Hey Randy- thanks so much for making that video and for posting info about the tax question. I am just getting started driving, so I will definitely be keeping a log of my miles. If I understand things correctly so far, in the event that I, say, drive 100 miles one day, 75 of which were for Uber, while the remaining 25 were for my lunch break and/or maybe running personal errands, then of those 100 miles that day I can only claim 75 as a business expense, right?

Similarly for deducting the price of a vehicle purchased for Uber, if I bought the car for, say, $20,000, with monthly payments of $400, then do I deduct only the number of payments multiplied by $400 that I have made for that tax year, or do I deduct the entire $20,000, assuming that the car is used exclusively for Uber? Lastly, if I purchased the car only PARTLY for Uber, and use it only PARTLY for Uber (e.g., say I use it half for Uber, half for personal stuff), then would that mean that I am only able to deduct half of the car price and/or half of the monthly car payment on my taxes (along with, of course, the corresponding maintenance expense mentioned above that includes business miles using either the standard deduction or actual expense method)?

Thanks again for the great info! Stay safe on the roads.


----------



## Desert Driver

Sheldon said:


> Thank you for the informative video! I thought that due to my car being low-end luxury, gas prices so high and all the maintainance I've had to invest in to ensure the car lasts, that I would have spent more than the +- 56 cents per mile allotted..........But after your breakdown in the video I'm not so sure anymore.
> 
> I started driving in June I wonder if it's too late to go back and log/calculate mileage to the extent it would be evident enough for deduction use?
> 
> I guess I found it personally easier to file away (and photograph) every receipt for monies spent on fuel and maintainance and other business expenses rather than logging miles because my car is mixed use. While I dont exactly have a major driving social personal life, my rough guess would be that 20% of my miles are not uber related in any way and the thought of logging everything to sort it out pains me.
> 
> I also save the less obvious receipts for whatever comforts I offer riders, some of which may or may not be deductible....

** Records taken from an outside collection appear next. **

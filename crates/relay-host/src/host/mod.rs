// Copyright (C) 2025 Ryan Daum <ryan.daum@gmail.com> This program is free
// software: you can redistribute it and/or modify it under the terms of the GNU
// General Public License as published by the Free Software Foundation, version
// 3.
//
// This program is distributed in the hope that it will be useful, but WITHOUT
// ANY WARRANTY; without even the implied warranty of MERCHANTABILITY or FITNESS
// FOR A PARTICULAR PURPOSE. See the GNU General Public License for more details.
//
// You should have received a copy of the GNU General Public License along with
// this program. If not, see <https://www.gnu.org/licenses/>.
//

mod broker;
pub mod credentials;
mod error;
pub mod guard;
mod listener;
pub mod registry;
mod ws_connection;

pub use broker::{RelayConfig, SyncBroker, health_handler, mk_routes, ws_handler};
pub use credentials::{CredentialError, CredentialSource, CredentialStore, HashingParams};
pub use error::{AuthError, RelayError};
pub use guard::{AbuseGuard, Admission, FailureOutcome, GuardConfig, MessageWindow, Rejection};
pub use listener::Listener;
pub use registry::{BroadcastReport, ConnectionHandle, ConnectionRegistry, Outbound};
pub use ws_connection::ConnectionState;
// Copyright (C) 2025 Ryan Daum <ryan.daum@gmail.com> This program is free
// software: you can redistribute it and/or modify it under the terms of the GNU
// General Public License as published by the Free Software Foundation, version
// 3.
//
// This program is distributed in the hope that it will be useful, but WITHOUT
// ANY WARRANTY; without even the implied warranty of MERCHANTABILITY or FITNESS
// FOR A PARTICULAR PURPOSE. See the GNU General Public License for more details.
//
// You should have received a copy of the GNU General Public License along with
// this program. If not, see <https://www.gnu.org/licenses/>.
//

use axum::extract::ws::Message;
use clipsync_common::ConnectionId;
use std::{
    collections::HashMap,
    net::SocketAddr,
    sync::{PoisonError, RwLock, RwLockReadGuard, RwLockWriteGuard},
};
use tokio::sync::mpsc::{self, error::TrySendError};
use tokio_util::sync::CancellationToken;
use tracing::{debug, warn};

/// Work queued for a connection's writer task.
#[derive(Debug, Clone)]
pub enum Outbound {
    Message(Message),
    Close { code: u16, reason: String },
}

/// The registry's view of an authenticated connection.
#[derive(Debug, Clone)]
pub struct ConnectionHandle {
    pub id: ConnectionId,
    pub username: String,
    pub peer_addr: SocketAddr,
    sender: mpsc::Sender<Outbound>,
    cancel: CancellationToken,
}

impl ConnectionHandle {
    pub fn new(
        id: ConnectionId,
        username: String,
        peer_addr: SocketAddr,
        sender: mpsc::Sender<Outbound>,
        cancel: CancellationToken,
    ) -> Self {
        Self {
            id,
            username,
            peer_addr,
            sender,
            cancel,
        }
    }
}

#[derive(Debug, Default, Clone, PartialEq, Eq)]
pub struct BroadcastReport {
    pub delivered: usize,
    /// Peers whose queue was full or gone; they have been unregistered and cancelled.
    pub evicted: Vec<ConnectionId>,
}

/// The set of live, authenticated connections.
///
/// Fan-out never waits on a peer: each gets a `try_send` onto its bounded queue, and a peer
/// that cannot take the frame is dropped from the set.
#[derive(Debug, Default)]
pub struct ConnectionRegistry {
    connections: RwLock<HashMap<ConnectionId, ConnectionHandle>>,
}

impl ConnectionRegistry {
    pub fn new() -> Self {
        Self::default()
    }

    fn read(&self) -> RwLockReadGuard<'_, HashMap<ConnectionId, ConnectionHandle>> {
        self.connections
            .read()
            .unwrap_or_else(PoisonError::into_inner)
    }

    fn write(&self) -> RwLockWriteGuard<'_, HashMap<ConnectionId, ConnectionHandle>> {
        self.connections
            .write()
            .unwrap_or_else(PoisonError::into_inner)
    }

    /// Add a connection, returning the new live count.
    pub fn register(&self, handle: ConnectionHandle) -> usize {
        let mut connections = self.write();
        connections.insert(handle.id, handle);
        connections.len()
    }

    /// Remove a connection. Safe to call for one that is already gone.
    pub fn unregister(&self, id: ConnectionId) -> Option<ConnectionHandle> {
        self.write().remove(&id)
    }

    pub fn count(&self) -> usize {
        self.read().len()
    }

    pub fn contains(&self, id: ConnectionId) -> bool {
        self.read().contains_key(&id)
    }

    pub fn usernames(&self) -> Vec<String> {
        let mut names: Vec<_> = self.read().values().map(|h| h.username.clone()).collect();
        names.sort();
        names
    }

    /// Queue `message` for every live connection except `exclude`.
    pub fn broadcast(&self, message: &Message, exclude: ConnectionId) -> BroadcastReport {
        let mut report = BroadcastReport::default();
        {
            let connections = self.read();
            for (id, handle) in connections.iter() {
                if *id == exclude {
                    continue;
                }
                match handle.sender.try_send(Outbound::Message(message.clone())) {
                    Ok(()) => report.delivered += 1,
                    Err(TrySendError::Full(_)) => {
                        warn!(connection_id = %id, username = %handle.username, "Outbound queue full, evicting slow peer");
                        report.evicted.push(*id);
                    }
                    Err(TrySendError::Closed(_)) => {
                        debug!(connection_id = %id, "Outbound queue closed, evicting peer");
                        report.evicted.push(*id);
                    }
                }
            }
        }
        for id in &report.evicted {
            if let Some(handle) = self.unregister(*id) {
                handle.cancel.cancel();
            }
        }
        report
    }

    /// Cancel and forget every connection. Returns how many there were.
    pub fn close_all(&self) -> usize {
        let drained: Vec<_> = self.write().drain().map(|(_, handle)| handle).collect();
        for handle in &drained {
            handle.cancel.cancel();
        }
        drained.len()
    }
}
/// What a relay frame means to a client.
#[derive(Debug, Clone, PartialEq, Eq)]
pub enum ServerEvent {
    Reply(ServerMessage),
    Clipboard {
        message: ClipboardMessage,
        from: Option<String>,
    },
}

#[derive(Debug, Clone, Copy)]
pub struct MessageCodec {
    max_message_bytes: usize,
}

impl Default for MessageCodec {
    fn default() -> Self {
        Self::new(DEFAULT_MAX_MESSAGE_BYTES)
    }
}

impl MessageCodec {
    pub fn new(max_message_bytes: usize) -> Self {
        Self { max_message_bytes }
    }

    pub fn max_message_bytes(&self) -> usize {
        self.max_message_bytes
    }

    /// Reject frames over the size limit before any parsing happens.
    pub fn check_size(&self, frame: &Frame) -> Result<(), CodecError> {
        self.check_len(frame.len())
    }

    fn check_len(&self, size: usize) -> Result<(), CodecError> {
        if size > self.max_message_bytes {
            return Err(CodecError::Oversized {
                size,
                limit: self.max_message_bytes,
            });
        }
        Ok(())
    }

    /// Decode a frame received from a client.
    pub fn decode(&self, frame: &Frame) -> Result<Inbound, CodecError> {
        self.check_size(frame)?;
        match frame {
            Frame::Text(text) => self.decode_client_text(text),
            Frame::Binary(bytes) => {
                let (_, message) = self.decode_binary(bytes)?;
                Ok(Inbound::Clipboard(message))
            }
        }
    }

    fn decode_client_text(&self, text: &str) -> Result<Inbound, CodecError> {
        match serde_json::from_str::<ClientMessage>(text)? {
            ClientMessage::Auth { username, password } => Ok(Inbound::Auth {
                username: username.trim().to_string(),
                password: password.trim().to_string(),
            }),
            ClientMessage::Ping => Ok(Inbound::Ping),
            ClientMessage::Clipboard { kind, data, format } => self
                .clipboard_from_json(kind, data, format)
                .map(Inbound::Clipboard),
            ClientMessage::ClipboardUpdate { text, image } => {
                // A data URL image wins over text; anything else in `image` is ignored.
                if is_image_data_url(&image) {
                    self.clipboard_from_json(ClipboardKind::Image, image, None)
                        .map(Inbound::Clipboard)
                } else if !text.trim().is_empty() {
                    Ok(Inbound::Clipboard(ClipboardMessage::text(text)))
                } else {
                    Err(CodecError::EmptyPayload)
                }
            }
        }
    }

    fn clipboard_from_json(
        &self,
        kind: ClipboardKind,
        data: String,
        format: Option<String>,
    ) -> Result<ClipboardMessage, CodecError> {
        match kind {
            ClipboardKind::Text => {
                if data.trim().is_empty() {
                    return Err(CodecError::EmptyPayload);
                }
                Ok(ClipboardMessage::text(data))
            }
            ClipboardKind::Image => {
                let (url_format, encoded) = split_data_url(&data);
                let bytes = STANDARD.decode(encoded.trim())?;
                if bytes.is_empty() {
                    return Err(CodecError::EmptyPayload);
                }
                self.check_len(bytes.len())?;
                Ok(
                    ClipboardMessage::image(format.or(url_format), bytes)
                        .with_transport(PayloadTransport::Json),
                )
            }
        }
    }

    /// Parse and validate a binary image frame, returning its header and message.
    fn decode_binary(&self, frame: &Bytes) -> Result<(BinaryHeader, ClipboardMessage), CodecError> {
        if frame.len() < LENGTH_PREFIX_BYTES {
            return Err(CodecError::Truncated);
        }
        let mut buf = frame.clone();
        let header_len = buf.get_u32() as usize;
        if header_len == 0 || header_len > MAX_HEADER_BYTES {
            return Err(CodecError::BadHeader(format!(
                "header length {header_len} outside 1..={MAX_HEADER_BYTES}"
            )));
        }
        if header_len > buf.remaining() {
            return Err(CodecError::BadHeader(format!(
                "header length {header_len} exceeds the {} bytes that follow",
                buf.remaining()
            )));
        }
        let header: BinaryHeader = serde_json::from_slice(&buf[..header_len])
            .map_err(|e| CodecError::BadHeader(e.to_string()))?;
        buf.advance(header_len);

        if header.message_type != CLIPBOARD_TYPE {
            return Err(CodecError::UnexpectedMessage(
                "binary frames carry only clipboard payloads",
            ));
        }
        if header.kind != ClipboardKind::Image {
            return Err(CodecError::UnexpectedMessage(
                "binary frames carry only image payloads",
            ));
        }
        let declared = usize::try_from(header.length).unwrap_or(usize::MAX);
        self.check_len(declared)?;
        if declared != buf.len() {
            return Err(CodecError::LengthMismatch {
                declared,
                actual: buf.len(),
            });
        }
        if declared == 0 {
            return Err(CodecError::EmptyPayload);
        }

        let message = ClipboardMessage::image(header.format.clone(), buf);
        Ok((header, message))
    }

    /// Encode a clipboard update for delivery, tagged with the sender's username.
    ///
    /// Text and JSON-borne images go out as JSON; binary-borne images go out as binary.
    pub fn encode_clipboard(
        &self,
        message: &ClipboardMessage,
        from: Option<&str>,
    ) -> Result<Frame, CodecError> {
        let from = from.map(str::to_string);
        match (&message.content, message.transport) {
            (ClipboardContent::Text(text), _) => self.encode_server(&ServerMessage::Clipboard {
                kind: ClipboardKind::Text,
                data: text.clone(),
                format: None,
                from,
            }),
            (ClipboardContent::Image { format, bytes }, PayloadTransport::Json) => {
                self.encode_server(&ServerMessage::Clipboard {
                    kind: ClipboardKind::Image,
                    data: STANDARD.encode(bytes),
                    format: format.clone(),
                    from,
                })
            }
            (ClipboardContent::Image { format, bytes }, PayloadTransport::Binary) => {
                let header = BinaryHeader {
                    message_type: CLIPBOARD_TYPE.to_string(),
                    kind: ClipboardKind::Image,
                    format: format.clone(),
                    length: bytes.len() as u64,
                    from,
                };
                encode_binary(&header, bytes)
            }
        }
    }

    pub fn encode_server(&self, message: &ServerMessage) -> Result<Frame, CodecError> {
        Ok(Frame::Text(serde_json::to_string(message)?))
    }

    pub fn encode_client(&self, message: &ClientMessage) -> Result<Frame, CodecError> {
        Ok(Frame::Text(serde_json::to_string(message)?))
    }

    /// Decode a frame received from the relay.
    pub fn decode_server(&self, frame: &Frame) -> Result<ServerEvent, CodecError> {
        match frame {
            Frame::Text(text) => match serde_json::from_str::<ServerMessage>(text)? {
                ServerMessage::Clipboard {
                    kind,
                    data,
                    format,
                    from,
                } => Ok(ServerEvent::Clipboard {
                    message: self.clipboard_from_json(kind, data, format)?,
                    from,
                }),
                other => Ok(ServerEvent::Reply(other)),
            },
            Frame::Binary(bytes) => {
                self.check_size(frame)?;
                let (header, message) = self.decode_binary(bytes)?;
                Ok(ServerEvent::Clipboard {
                    message,
                    from: header.from,
                })
            }
        }
    }
}
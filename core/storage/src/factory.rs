//! Environment-driven factory for storage providers.

use std::sync::Arc;

use nimbus_common::{Error, Result};

use crate::credentials::Credentials;
use crate::provider::{BucketContext, StorageProvider};
use crate::registry;

/// Environment variable holding the namespace name.
pub const ENV_NAMESPACE: &str = "NIMBUS_NAMESPACE";
/// Environment variable holding the API host URL.
pub const ENV_API_HOST: &str = "NIMBUS_API_HOST";
/// Environment variable holding the serialized credential bundle.
pub const ENV_STORAGE_KEY: &str = "NIMBUS_STORAGE_KEY";

/// Driver used when the credential bundle does not name one.
pub const DEFAULT_PROVIDER: &str = "@nimbus/storage-gcs";

/// Inputs required to open a storage handle.
#[derive(Debug, Clone, Default)]
pub struct StorageConfig {
    /// Namespace owning the buckets.
    pub namespace: String,
    /// API host the namespace is served from.
    pub api_host: String,
    /// Serialized JSON credential bundle.
    pub credentials: String,
}

impl StorageConfig {
    /// Read the configuration from the process environment.
    ///
    /// Missing variables read as empty strings; validation happens when
    /// the configuration is used, so both entry points report identically.
    pub fn from_env() -> Self {
        Self {
            namespace: std::env::var(ENV_NAMESPACE).unwrap_or_default(),
            api_host: std::env::var(ENV_API_HOST).unwrap_or_default(),
            credentials: std::env::var(ENV_STORAGE_KEY).unwrap_or_default(),
        }
    }
}

/// Open a storage provider using configuration from the environment.
///
/// `web` selects the namespace's web bucket; otherwise the handle binds to
/// the data bucket.
pub async fn storage(web: bool) -> Result<Arc<dyn StorageProvider>> {
    storage_from(&StorageConfig::from_env(), web).await
}

/// Open a storage provider from an explicit configuration.
///
/// # Preconditions
/// - `namespace` and `api_host` are non-empty
/// - `credentials` holds a JSON object
///
/// # Errors
/// - `Config` describing the missing precondition
/// - `Config` naming the provider when its driver is not registered
/// - Driver errors from opening the provider
pub async fn storage_from(config: &StorageConfig, web: bool) -> Result<Arc<dyn StorageProvider>> {
    if config.namespace.is_empty() || config.api_host.is_empty() {
        return Err(Error::Config(
            "Not enough information in the environment to determine the object store bucket name."
                .to_string(),
        ));
    }

    if config.credentials.is_empty() {
        return Err(Error::Config(
            "Object store credentials are not available.".to_string(),
        ));
    }

    let credentials = Credentials::from_json(&config.credentials)?;
    let id = credentials.provider().unwrap_or(DEFAULT_PROVIDER).to_string();

    let driver = registry::global()
        .resolve(&id)
        .ok_or_else(|| Error::Config(format!("Unable to load storage provider '{}'", id)))?;

    tracing::debug!(provider = %id, web, "opening storage provider");

    let ctx = BucketContext::new(config.namespace.clone(), config.api_host.clone(), web);
    driver.open(ctx, credentials).await
}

Sheldon - I paid $18.5K for my car new back in '06. I have logged and expensed every mile on it as I run a couple businesses that require a lot of travel. I now have just shy of 145K miles on it. That means I have taken expenses against my taxes to the tune of more than $70K on a car that I paid less than $20K for new. And it certainly hasn't cost me $70K to operate it. The best part is, this is all legal and totally above board. Once you get in the habit of logging your miles, it becomes second nature. My accountant never has a problem taking approximately $10K a year in expenses off my income because of my mileage logs. Never been audited, but I'm certainly ready if that day ever comes.


----------



## Alexander

Desert Driver said:


> Sheldon - I paid $18.5K for my car new back in '06. I have logged and expensed every mile on it as I run a couple businesses that require a lot of travel. I now have just shy of 145K miles on it. That means I have taken expenses against my taxes to the tune of more than $70K on a car that I paid less than $20K for new. And it certainly hasn't cost me $70K to operate it. The best part is, this is all legal and totally above board. Once you get in the habit of logging your miles, it becomes second nature. My accountant never has a problem taking approximately $10K a year in expenses off my income because of my mileage logs. Never been audited, but I'm certainly ready if that day ever comes.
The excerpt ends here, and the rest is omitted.